1. Legacies—Not Liens Upon Seal Estate, Unless, etc.—A legacy is not a lien upon the real estate of the testator, unless made so by his will.

2. Wills—Parol Evidence—When Not Admissible to Explain the Intention of the Testator.—Where there is no latent ambiguity in a will, parol evidence is not admissible to explain the intention of the testator against the construction to be placed on the face of the will, nor can the state of the testator’s property be resorted to for such purposes.

Partition of Real Estate.—Appeal from the Circuit Court of Bureau County; the Hon. George W. Stipp, Judge, presiding.

Heard in this court at the May term, 1895.

Affirmed.

Opinion filed December 10, 1895.

D. B. Sherwood, attorney for appellants,

contended that the various legacies named in the will are an implied charge upon the real estate of the testator, and therefore all legatees have an interest, in the premises.
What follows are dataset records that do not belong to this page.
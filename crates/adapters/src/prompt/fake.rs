// SPDX-License-Identifier: BUSL-1.1
// Copyright (c) 2026 Alfred Jean LLC

//! Fake prompt for testing
#![cfg_attr(coverage_nightly, coverage(off))]

use super::{Prompt, PromptError, Query};
use async_trait::async_trait;
use std::collections::VecDeque;
use std::sync::{Arc, Mutex};

#[derive(Default)]
struct FakePromptState {
    answers: VecDeque<String>,
    asked: Vec<Query>,
    hang: bool,
}

/// Answers questions from a script. Unscripted questions are answered "no".
#[derive(Clone, Default)]
pub struct FakePrompt {
    state: Arc<Mutex<FakePromptState>>,
}

impl FakePrompt {
    pub fn new() -> Self {
        Self::default()
    }

    pub fn answering(answers: &[&str]) -> Self {
        let prompt = Self::default();
        prompt.state().answers = answers.iter().map(|a| a.to_string()).collect();
        prompt
    }

    /// Questions never get an answer
    pub fn hanging() -> Self {
        let prompt = Self::default();
        prompt.state().hang = true;
        prompt
    }

    fn state(&self) -> std::sync::MutexGuard<'_, FakePromptState> {
        self.state.lock().unwrap_or_else(|e| e.into_inner())
    }

    pub fn asked(&self) -> Vec<Query> {
        self.state().asked.clone()
    }
}

#[async_trait]
impl Prompt for FakePrompt {
    async fn ask(&self, query: &Query) -> Result<String, PromptError> {
        let (answer, hang) = {
            let mut state = self.state();
            state.asked.push(query.clone());
            (state.answers.pop_front(), state.hang)
        };
        if hang {
            std::future::pending::<()>().await;
        }
        Ok(answer.unwrap_or_else(|| "no".to_string()))
    }
}
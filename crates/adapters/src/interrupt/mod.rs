// SPDX-License-Identifier: BUSL-1.1
// Copyright (c) 2026 Alfred Jean LLC

//! Delivering a process interrupt

mod signal;

pub use signal::SignalInterrupter;

// Test support - only compiled for tests or when explicitly requested
#[cfg(any(test, feature = "test-support"))]
mod fake;
#[cfg(any(test, feature = "test-support"))]
pub use fake::FakeInterrupter;

use thiserror::Error;

#[derive(Debug, Clone, Error)]
#[error("failed to deliver interrupt: {0}")]
pub struct InterruptError(pub String);

/// Interrupts the process as if the user pressed Ctrl-C
pub trait Interrupter: Clone + Send + Sync + 'static {
    fn interrupt(&self) -> Result<(), InterruptError>;
}
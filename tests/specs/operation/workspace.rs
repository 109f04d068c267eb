//! Workspace resolution specs
//!
//! An operation on an unsupported workspace fails before any network call.

use crate::prelude::*;

#[test]
fn operation_without_mapping_suggests_workspaces_table() {
    let temp = Project::with_config(UNMAPPED_CONFIG);

    temp.relay()
        .args(&["plan"])
        .fails()
        .stderr_has("no workspace mapping is configured")
        .stderr_has("[backend.workspaces]");
}

#[test]
fn default_workspace_with_prefix_suggests_flag() {
    let temp = Project::with_config(PREFIX_CONFIG);

    temp.relay()
        .args(&["plan"])
        .fails()
        .stderr_has("\"default\" workspace is not supported")
        .stderr_has("--workspace <name>");
}

#[test]
fn default_workspace_rejected_for_destroy_too() {
    let temp = Project::with_config(PREFIX_CONFIG);

    temp.relay()
        .args(&["destroy", "--auto-approve"])
        .fails()
        .stderr_has("\"default\" workspace is not supported");
}

#[test]
fn named_mapping_rejects_other_workspace() {
    let temp = Project::with_config(NAMED_CONFIG);

    temp.relay()
        .args(&["apply", "--workspace", "staging"])
        .fails()
        .stderr_has("workspace \"staging\" is not supported")
        .stderr_has("--workspace networking-prod");
}

#[test]
fn workspace_from_environment_is_resolved() {
    let temp = Project::with_config(NAMED_CONFIG);

    temp.relay()
        .env("RELAY_WORKSPACE", "staging")
        .args(&["refresh"])
        .fails()
        .stderr_has("workspace \"staging\" is not supported");
}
To ascertain the intention of the testator, the court should read the instrument in the same light as the writer enjoyed. 2 Wigram on Wills, 161.

*540The court will look at the circumstances under Avhich the will is made, the state of the testator’s property, of his family, and the like. Rule 10, Jarman on Wills, Vol. 2, star page 824; Kaufmann v. Breckenridge, 117 Ill. 316; Duncan v. Wallace, 114 Ind. 196; 16 N. W. Rep. 137; McCorn v. McCorn, 100 N. Y. 511; Norris v. Sickley, 133 N. Y. 456; 31 N. W. Rep. 332; Van Winkle v. Van Houghton, 3 N. J. Ch. 172.
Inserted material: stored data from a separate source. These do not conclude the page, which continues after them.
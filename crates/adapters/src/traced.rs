// SPDX-License-Identifier: BUSL-1.1
// Copyright (c) 2026 Alfred Jean LLC

//! Traced adapter wrappers for consistent observability

use crate::locker::{LockError, StateLocker};
use crate::remote::{LogStream, RemoteClient, RemoteError, RetryHook};
use async_trait::async_trait;
use relay_core::{
    ConfigurationVersion, ConfigurationVersionOptions, CostEstimate, LockInfo, PolicyCheck,
    RedactedPlan, Run, RunOptions, RunPage, ServiceInfo, TaskStage, Workspace, WorkspaceFilter,
};
use std::time::{Duration, Instant};
use tracing::Instrument;

fn elapsed_ms(start: Instant) -> u64 {
    start.elapsed().as_millis() as u64
}

/// Wrapper that adds tracing to any RemoteClient
#[derive(Clone)]
pub struct TracedRemote<R> {
    inner: R,
}

impl<R> TracedRemote<R> {
    pub fn new(inner: R) -> Self {
        Self { inner }
    }
}

#[async_trait]
impl<R: RemoteClient> RemoteClient for TracedRemote<R> {
    fn with_retry_hook(&self, hook: RetryHook) -> Self {
        Self::new(self.inner.with_retry_hook(hook))
    }

    async fn service_info(&self) -> Result<ServiceInfo, RemoteError> {
        let result = self.inner.service_info().await;
        match &result {
            Ok(info) => tracing::debug!(
                api_version = ?info.api_version,
                release = ?info.release,
                "service info"
            ),
            Err(e) => tracing::warn!(error = %e, "service info unavailable"),
        }
        result
    }

    async fn read_workspace(
        &self,
        organization: &str,
        name: &str,
    ) -> Result<Workspace, RemoteError> {
        let span = tracing::info_span!("remote.read_workspace", organization, name);
        async {
            let result = self.inner.read_workspace(organization, name).await;
            match &result {
                Ok(ws) => tracing::debug!(workspace_id = %ws.id, locked = ws.locked, "read"),
                Err(e) => tracing::error!(error = %e, "read failed"),
            }
            result
        }
        .instrument(span)
        .await
    }

    async fn list_workspaces(
        &self,
        organization: &str,
        filter: &WorkspaceFilter,
    ) -> Result<Vec<Workspace>, RemoteError> {
        let result = self.inner.list_workspaces(organization, filter).await;
        tracing::debug!(
            organization,
            count = result.as_ref().map(|v| v.len()).ok(),
            "listed workspaces"
        );
        result
    }

    async fn create_configuration_version(
        &self,
        workspace_id: &str,
        options: ConfigurationVersionOptions,
    ) -> Result<ConfigurationVersion, RemoteError> {
        let span = tracing::info_span!("remote.create_configuration_version", workspace_id);
        async {
            let start = Instant::now();
            let result = self
                .inner
                .create_configuration_version(workspace_id, options)
                .await;
            match &result {
                Ok(cv) => tracing::info!(
                    configuration_version_id = %cv.id,
                    elapsed_ms = elapsed_ms(start),
                    "created"
                ),
                Err(e) => tracing::error!(elapsed_ms = elapsed_ms(start), error = %e, "failed"),
            }
            result
        }
        .instrument(span)
        .await
    }

    async fn read_configuration_version(
        &self,
        id: &str,
    ) -> Result<ConfigurationVersion, RemoteError> {
        let result = self.inner.read_configuration_version(id).await;
        tracing::trace!(id, status = ?result.as_ref().map(|cv| cv.status).ok(), "polled");
        result
    }

    async fn upload_configuration(
        &self,
        upload_url: &str,
        archive: Vec<u8>,
    ) -> Result<(), RemoteError> {
        let span = tracing::info_span!("remote.upload", bytes = archive.len());
        async {
            let start = Instant::now();
            let result = self.inner.upload_configuration(upload_url, archive).await;
            match &result {
                Ok(()) => tracing::info!(elapsed_ms = elapsed_ms(start), "uploaded"),
                Err(e) => tracing::error!(elapsed_ms = elapsed_ms(start), error = %e, "failed"),
            }
            result
        }
        .instrument(span)
        .await
    }

    async fn create_run(&self, options: &RunOptions) -> Result<Run, RemoteError> {
        let span = tracing::info_span!(
            "remote.create_run",
            workspace_id = %options.workspace_id,
            plan_mode = ?options.plan_mode,
        );
        async {
            let start = Instant::now();
            let result = self.inner.create_run(options).await;
            match &result {
                Ok(run) => tracing::info!(
                    run_id = %run.id,
                    elapsed_ms = elapsed_ms(start),
                    "run created"
                ),
                Err(e) => tracing::error!(elapsed_ms = elapsed_ms(start), error = %e, "failed"),
            }
            result
        }
        .instrument(span)
        .await
    }

    async fn read_run(&self, id: &str) -> Result<Run, RemoteError> {
        let result = self.inner.read_run(id).await;
        tracing::trace!(id, status = ?result.as_ref().map(|r| r.status).ok(), "polled");
        result
    }

    async fn list_runs(&self, workspace_id: &str, page: u32) -> Result<RunPage, RemoteError> {
        let result = self.inner.list_runs(workspace_id, page).await;
        tracing::trace!(
            workspace_id,
            page,
            count = result.as_ref().map(|p| p.items.len()).ok(),
            "listed runs"
        );
        result
    }

    async fn apply_run(&self, id: &str, comment: &str) -> Result<(), RemoteError> {
        let result = self.inner.apply_run(id, comment).await;
        match &result {
            Ok(()) => tracing::info!(run_id = id, "apply confirmed"),
            Err(e) => tracing::error!(run_id = id, error = %e, "apply failed"),
        }
        result
    }

    async fn cancel_run(&self, id: &str, comment: &str) -> Result<(), RemoteError> {
        let result = self.inner.cancel_run(id, comment).await;
        match &result {
            Ok(()) => tracing::info!(run_id = id, "cancel requested"),
            Err(e) => tracing::warn!(run_id = id, error = %e, "cancel failed"),
        }
        result
    }

    async fn discard_run(&self, id: &str, comment: &str) -> Result<(), RemoteError> {
        let result = self.inner.discard_run(id, comment).await;
        match &result {
            Ok(()) => tracing::info!(run_id = id, "discarded"),
            Err(e) => tracing::warn!(run_id = id, error = %e, "discard failed"),
        }
        result
    }

    async fn read_cost_estimate(&self, id: &str) -> Result<CostEstimate, RemoteError> {
        let result = self.inner.read_cost_estimate(id).await;
        tracing::trace!(id, status = ?result.as_ref().map(|c| c.status).ok(), "polled");
        result
    }

    async fn read_policy_check(&self, id: &str) -> Result<PolicyCheck, RemoteError> {
        let result = self.inner.read_policy_check(id).await;
        tracing::trace!(id, status = ?result.as_ref().map(|p| p.status).ok(), "polled");
        result
    }

    async fn list_task_stages(&self, run_id: &str) -> Result<Vec<TaskStage>, RemoteError> {
        self.inner.list_task_stages(run_id).await
    }

    async fn read_task_stage(&self, id: &str) -> Result<TaskStage, RemoteError> {
        let result = self.inner.read_task_stage(id).await;
        tracing::trace!(id, status = ?result.as_ref().map(|s| s.status).ok(), "polled");
        result
    }

    async fn read_redacted_plan(&self, plan_id: &str) -> Result<RedactedPlan, RemoteError> {
        let result = self.inner.read_redacted_plan(plan_id).await;
        if let Err(e) = &result {
            tracing::warn!(plan_id, error = %e, "redacted plan unavailable");
        }
        result
    }

    async fn read_logs(&self, log_read_url: &str) -> Result<LogStream, RemoteError> {
        let result = self.inner.read_logs(log_read_url).await;
        match &result {
            Ok(_) => tracing::debug!("following logs"),
            Err(e) => tracing::error!(error = %e, "log stream failed"),
        }
        result
    }
}

/// Wrapper that adds tracing to any StateLocker
#[derive(Clone)]
pub struct TracedStateLocker<L> {
    inner: L,
}

impl<L> TracedStateLocker<L> {
    pub fn new(inner: L) -> Self {
        Self { inner }
    }
}

#[async_trait]
impl<L: StateLocker> StateLocker for TracedStateLocker<L> {
    async fn lock(&self, info: &LockInfo) -> Result<(), LockError> {
        let span = tracing::info_span!("state.lock", id = %info.id, operation = %info.operation);
        async {
            let start = Instant::now();
            let result = self.inner.lock(info).await;
            match &result {
                Ok(()) => tracing::info!(elapsed_ms = elapsed_ms(start), "acquired"),
                Err(e) => tracing::error!(elapsed_ms = elapsed_ms(start), error = %e, "failed"),
            }
            result
        }
        .instrument(span)
        .await
    }

    async fn unlock(&self) -> Result<(), LockError> {
        let result = self.inner.unlock().await;
        match &result {
            Ok(()) => tracing::info!("state unlocked"),
            Err(e) => tracing::warn!(error = %e, "unlock failed"),
        }
        result
    }

    fn timeout(&self) -> Duration {
        self.inner.timeout()
    }
}

#[cfg(test)]
#[path = "traced_tests.rs"]
mod tests;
In the absence of a clearly manifest intention to the contrary, it must be presumed that the testator intended to dispose of all of his estate. Siddon v. Cockrell, 131 Ill. 653; Higgins v. Dwenn, 100 Ill. 554.

Courts will adopt such a construction as will uphold, rather than render a will of no effect. Fressey v. White, 113 Ill. 637.

Where a testator has no personal property at the time he executes a will, and bequeaths specific legacies, the reasonable presumption is that he intended to charge them on the land, for it is not to be presumed that he did no more than make an empty show of giving a bounty to the legatees. Duncan v. Wallace, 114 Ind. 169; 16 N. W. Rep. 137; Scott v. Stebbins, 91 N. Y. 605; Hogan v. Kavanaugh, 34 N. E. Rep. 292; Laurens v. Read, 14 Rich. Eq. (S. C.) 245; Hassinlever v. Tucker, 2 Binn (Penn.) 525; Clery’s Appeal, 35 Pa. St. 54; Budd v. Williams, 26 Md. 265; Lypet v. Carter, 1 Ves. Sr. 499; Brill v. Wright, 112 N. Y. 199; 19 N. E. Rep. 628; Briggs v. Carroll, 117 N. Y.—; 22 N. E. Rep. 1054; McCorn v. McCorn, 100 N. Y. 511.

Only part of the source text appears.